Soft fruit and broccoli farmers are holding back on planting crops this week amid fears there won’t be enough labour available to pick their produce at harvest.
Growers across Angus, Perthshire and Fife are urgently appealing for people who have been laid off as a result of the Covid-19 crisis to get in touch as thousands of farm workers will be needed from May onwards, and restrictions on the movement of people from Eastern Europe risks produce being left to rot in fields.
One of the UK’s biggest strawberry growers, Stewarts of Tayside, has already advertised for hundreds of local workers, and Carnoustie fruit grower James Porter is working alongside NFU Scotland (NFUS) to establish a web page which will link farmers with those seeking local work.

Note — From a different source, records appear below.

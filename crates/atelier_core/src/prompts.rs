//! Prompt templates and user-facing status lines.

use serde_json::{Value, json};

/// Fixed direction given to the video model for every animation.
pub const ANIMATION_PROMPT: &str =
    "Soft cinematic animation, slow rotation, flickering candles, magical particles.";

/// Shown while the animation job is being submitted.
pub const STATUS_STARTING: &str = "Initialisation du moteur Veo...";

/// Shown between polls of a running animation job.
pub const STATUS_POLLING: &str = "Le chef sublime votre vidéo (cela peut prendre 1-2 minutes)...";

/// Shown while the finished video is downloaded.
pub const STATUS_FETCHING: &str = "Récupération de votre vidéo...";

/// Builds the recommendation instruction for an occasion.
pub fn recommendation_prompt(occasion: &str) -> String {
    format!(
        "L'utilisateur cherche un gâteau pour cette occasion: \"{occasion}\". \
         Suggère-lui un type de gâteau créatif et explique pourquoi émotionnellement ce choix est parfait. \
         Utilise un ton professionnel, élégant et expert en haute pâtisserie. \
         Ne mets aucun emoji dans ta réponse. \
         Réponds uniquement en JSON avec les clés \"name\" et \"reason\"."
    )
}

/// Wraps a cake description in the studio's photography direction.
pub fn image_prompt(description: &str) -> String {
    format!(
        "Create a luxurious, highly detailed professional photography of a birthday cake: \
         {description}. Elegant setting, soft lighting, 8k resolution."
    )
}

/// Response schema constraining recommendations to `{name, reason}`.
pub fn recommendation_schema() -> Value {
    json!({
        "type": "OBJECT",
        "properties": {
            "name": { "type": "STRING" },
            "reason": { "type": "STRING" }
        },
        "required": ["name", "reason"]
    })
}
//! Google Gemini and Veo REST integration.
//!
//! Text and image generation use `generateContent`; video animation uses
//! `predictLongRunning` and the operations endpoint for polling.

mod client;
pub mod conversions;
pub mod dto;

pub use client::{DEFAULT_BASE_URL, GeminiClient, GeminiModels};
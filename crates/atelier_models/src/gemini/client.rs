//! HTTP client for the Gemini REST API.

use crate::ApiKeySlot;
use crate::gemini::conversions;
use crate::gemini::dto::{GenerateContentResponse, Operation};
use async_trait::async_trait;
use atelier_core::{JobHandle, MediaPayload};
use atelier_error::{AtelierResult, GeminiError, GeminiErrorKind, HttpError};
use atelier_interface::{ContentPart, GenerativeProvider, ImagePrompt, StructuredPrompt, VideoPrompt};
use reqwest::{Client, RequestBuilder, Response};
use serde::de::DeserializeOwned;
use serde::{Deserialize, Serialize};
use tracing::{debug, error, instrument, warn};

/// Public Gemini API endpoint.
pub const DEFAULT_BASE_URL: &str = "https://generativelanguage.googleapis.com";

const API_KEY_HEADER: &str = "x-goog-api-key";

/// Model identifiers used for each generation path.
#[derive(
    Debug,
    Clone,
    PartialEq,
    Eq,
    Serialize,
    Deserialize,
    derive_getters::Getters,
    derive_setters::Setters,
)]
#[setters(prefix = "with_", into)]
#[serde(default)]
pub struct GeminiModels {
    /// Structured text model
    recommendation: String,
    /// Image generation model
    image: String,
    /// Video generation model
    video: String,
}

impl Default for GeminiModels {
    fn default() -> Self {
        Self {
            recommendation: "gemini-3-pro-preview".to_string(),
            image: "gemini-3-pro-image-preview".to_string(),
            video: "veo-3.1-fast-generate-preview".to_string(),
        }
    }
}

/// Client for Gemini text, image, and Veo video generation.
///
/// The API key is read from the shared [`ApiKeySlot`] on every call, so a
/// key selected after construction is picked up immediately.
#[derive(Debug, Clone)]
pub struct GeminiClient {
    client: Client,
    base_url: String,
    models: GeminiModels,
    keys: ApiKeySlot,
}

impl GeminiClient {
    /// Creates a client against the public endpoint with default models.
    ///
    /// # Errors
    ///
    /// Returns an error if the HTTP client cannot be built.
    #[instrument(skip(keys))]
    pub fn new(keys: ApiKeySlot) -> AtelierResult<Self> {
        let client = Client::builder()
            .user_agent(concat!("atelier/", env!("CARGO_PKG_VERSION")))
            .build()
            .map_err(|e| GeminiError::new(GeminiErrorKind::ClientCreation(e.to_string())))?;

        debug!(url = DEFAULT_BASE_URL, "Created Gemini client");

        Ok(Self {
            client,
            base_url: DEFAULT_BASE_URL.to_string(),
            models: GeminiModels::default(),
            keys,
        })
    }

    /// Points the client at another endpoint, e.g. a proxy.
    pub fn with_base_url(mut self, base_url: impl Into<String>) -> Self {
        self.base_url = base_url.into().trim_end_matches('/').to_string();
        self
    }

    /// Replaces the model identifiers.
    pub fn with_models(mut self, models: GeminiModels) -> Self {
        self.models = models;
        self
    }

    /// Returns the model identifiers.
    pub fn models(&self) -> &GeminiModels {
        &self.models
    }

    /// Returns the endpoint base URL.
    pub fn base_url(&self) -> &str {
        &self.base_url
    }

    #[track_caller]
    fn api_key(&self) -> Result<String, GeminiError> {
        self.keys
            .get()
            .ok_or_else(|| GeminiError::new(GeminiErrorKind::MissingApiKey))
    }

    fn model_url(&self, model: &str, method: &str) -> String {
        format!("{}/v1beta/models/{}:{}", self.base_url, model, method)
    }

    /// Sends a request and returns the response if its status is a success.
    async fn send(&self, request: RequestBuilder) -> AtelierResult<Response> {
        let key = self.api_key()?;
        let response = request
            .header(API_KEY_HEADER, key)
            .send()
            .await
            .map_err(|e| {
                error!(error = ?e, "HTTP request failed");
                GeminiError::new(GeminiErrorKind::ApiRequest(e.to_string()))
            })?;

        let status = response.status();
        if !status.is_success() {
            let body = response.text().await.unwrap_or_default();
            error!(status = %status, body = %body, "Gemini API error");
            return Err(conversions::api_error(status.as_u16(), &body).into());
        }

        Ok(response)
    }

    async fn send_json<T: DeserializeOwned>(&self, request: RequestBuilder) -> AtelierResult<T> {
        let response = self.send(request).await?;
        let body = response.text().await.map_err(|e| {
            error!(error = ?e, "Failed to read response body");
            GeminiError::new(GeminiErrorKind::ApiRequest(e.to_string()))
        })?;
        let parsed = conversions::parse_body(&body).inspect_err(|e| {
            error!(error = %e, "Failed to parse response");
        })?;
        Ok(parsed)
    }
}

#[async_trait]
impl GenerativeProvider for GeminiClient {
    #[instrument(skip(self, request), fields(model = %self.models.recommendation))]
    async fn generate_structured(
        &self,
        request: &StructuredPrompt,
    ) -> AtelierResult<Vec<ContentPart>> {
        let body = conversions::to_structured_request(request);
        let url = self.model_url(&self.models.recommendation, "generateContent");

        debug!(url = %url, "Sending structured generation request");
        let response: GenerateContentResponse =
            self.send_json(self.client.post(&url).json(&body)).await?;

        let parts = conversions::from_content_response(&response)?;
        debug!(parts = parts.len(), "Received structured response");
        Ok(parts)
    }

    #[instrument(skip(self, request), fields(model = %self.models.image, tier = %request.resolution_tier()))]
    async fn generate_image(&self, request: &ImagePrompt) -> AtelierResult<Vec<ContentPart>> {
        let body = conversions::to_image_request(request);
        let url = self.model_url(&self.models.image, "generateContent");

        debug!(url = %url, "Sending image generation request");
        let response: GenerateContentResponse =
            self.send_json(self.client.post(&url).json(&body)).await?;

        let parts = conversions::from_content_response(&response)?;
        debug!(parts = parts.len(), "Received image response");
        if !parts
            .iter()
            .any(|part| matches!(part, ContentPart::InlineData { .. }))
        {
            warn!(
                finish_reason = conversions::finish_reason(&response).unwrap_or("unknown"),
                "Image response carried no image"
            );
        }
        Ok(parts)
    }

    #[instrument(skip(self, request), fields(model = %self.models.video, ratio = %request.aspect_ratio()))]
    async fn submit_video(&self, request: &VideoPrompt) -> AtelierResult<JobHandle> {
        let body = conversions::to_video_request(request);
        let url = self.model_url(&self.models.video, "predictLongRunning");

        debug!(url = %url, "Submitting video job");
        let operation: Operation = self.send_json(self.client.post(&url).json(&body)).await?;

        debug!(operation = %operation.name, done = operation.done, "Video job accepted");
        Ok(conversions::from_operation(&operation))
    }

    #[instrument(skip(self, job), fields(operation = %job.id()))]
    async fn poll_video(&self, job: &JobHandle) -> AtelierResult<JobHandle> {
        let url = format!("{}/v1beta/{}", self.base_url, job.id());
        let operation: Operation = self.send_json(self.client.get(&url)).await?;

        debug!(done = operation.done, "Polled video job");
        Ok(conversions::from_operation(&operation))
    }

    #[instrument(skip(self))]
    async fn fetch_video(&self, uri: &str) -> AtelierResult<MediaPayload> {
        let response = self.send(self.client.get(uri)).await?;

        let mime = response
            .headers()
            .get(reqwest::header::CONTENT_TYPE)
            .and_then(|value| value.to_str().ok())
            .filter(|value| value.starts_with("video/"))
            .unwrap_or("video/mp4")
            .to_string();

        let data = response.bytes().await.map_err(|e| {
            error!(error = ?e, "Failed to read video body");
            HttpError::new(format!("Failed to read video body: {}", e))
        })?;

        debug!(bytes = data.len(), mime = %mime, "Downloaded video");
        Ok(MediaPayload::Video {
            mime,
            data: data.to_vec(),
        })
    }

    fn provider_name(&self) -> &'static str {
        "gemini"
    }
}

Mr Porter said the fruit sector was looking at recruiting from within the hospitality sector in particular, to give work to people who have been made redundant and help ensure vital fruit and vegetables are grown.
“There will be issues, as local people won’t be trained and we’ll probably face a high turnover because they aren’t used to doing these types of jobs, but it’s vital we keep the food supply chain going,” he said.
Crunch decisions on whether to plant crops like broccoli need to be taken imminently, but Mr Porter said farmers face a huge gamble as it costs £1500 per acre to establish a crop – a commitment of £500,000 for 400 acres – and only 10-20% of the seasonal workers required by the industry are currently in the country.
He added: “We are looking to government to underwrite these crops the country is going to need later in the year, and calling for farm workers to be recognised as key workers.”
Alan Wallace of Cupar-based East of Scotland Growers said the co-operative’s 16 broccoli farmers faced a serious dilemma, but added: “Farmers tend to be very committed, and if they’ve been growing a crop for 20-30 years they tend to carry on, even when times are tough.”
The NFUS recruitment page will be live on their website fus.org.uk soon.